**HOW TO COMPLETE THIS TASK**
Report all lines in the records that hold the string "specific".

Collected data:
▼▼▼
// SPDX-License-Identifier: BUSL-1.1
// Copyright (c) 2026 Alfred Jean LLC

//! Clock abstraction for testable time handling

use chrono::{DateTime, Utc};
use parking_lot::Mutex;
use std::sync::Arc;
use std::time::Duration;

/// A clock that provides the current wall-clock time
pub trait Clock: Clone + Send + Sync + 'static {
    fn now(&self) -> DateTime<Utc>;

    /// Epoch milliseconds, for log lines and metrics.
    fn epoch_ms(&self) -> u64 {
        self.now().timestamp_millis().max(0) as u64
    }
}

/// Real system clock
#[derive(Clone, Default)]
pub struct SystemClock;

impl Clock for SystemClock {
    fn now(&self) -> DateTime<Utc> {
        Utc::now()
    }
}

/// Fake clock for testing with controllable time
#[derive(Clone)]
pub struct FakeClock {
    current: Arc<Mutex<DateTime<Utc>>>,
}

impl FakeClock {
    pub fn new() -> Self {
        Self::at(DateTime::UNIX_EPOCH)
    }

    /// Create a clock frozen at a specific instant
    pub fn at(start: DateTime<Utc>) -> Self {
        Self { current: Arc::new(Mutex::new(start)) }
    }

    /// Advance the clock by the given duration
    pub fn advance(&self, duration: Duration) {
        *self.current.lock() += chrono::Duration::milliseconds(duration.as_millis() as i64);
    }

    /// Set the clock to a specific instant
    pub fn set(&self, at: DateTime<Utc>) {
        *self.current.lock() = at;
    }
}

impl Default for FakeClock {
    fn default() -> Self {
        Self::new()
    }
}

impl Clock for FakeClock {
    fn now(&self) -> DateTime<Utc> {
        *self.current.lock()
    }
}

#[cfg(test)]
#[path = "clock_tests.rs"]
mod tests;
// SPDX-License-Identifier: BUSL-1.1
// Copyright (c) 2026 Alfred Jean LLC

//! Registries owning entity lifecycles.
//!
//! Each registry wraps the store and the bus: every mutation is one store
//! write followed by one bus publish, so observers track persisted state.
//! Registries never call each other; the loops and the router compose them.

mod agents;
mod bots;
mod runs;

pub use agents::AgentRegistry;
pub use bots::BotRegistry;
pub use runs::RunRegistry;

use fleet_core::schedule::ScheduleError;
use fleet_core::RunStatus;
use fleet_storage::StoreError;
use thiserror::Error;

/// Errors surfaced by registry operations.
#[derive(Debug, Error)]
pub enum RegistryError {
    #[error("{kind} not found: {id}")]
    NotFound { kind: &'static str, id: String },

    #[error("invalid schedule: {0}")]
    InvalidSchedule(#[from] ScheduleError),

    #[error("illegal run transition: {from} -> {to}")]
    InvalidTransition { from: RunStatus, to: RunStatus },

    #[error(transparent)]
    Store(#[from] StoreError),
}

impl RegistryError {
    pub(crate) fn not_found(kind: &'static str, id: impl Into<String>) -> Self {
        RegistryError::NotFound { kind, id: id.into() }
    }
}

pub type RegistryResult<T> = Result<T, RegistryError>;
▲▲▲
**SOLUTION**
    /// Create a clock frozen at a specific instant
    /// Set the clock to a specific instant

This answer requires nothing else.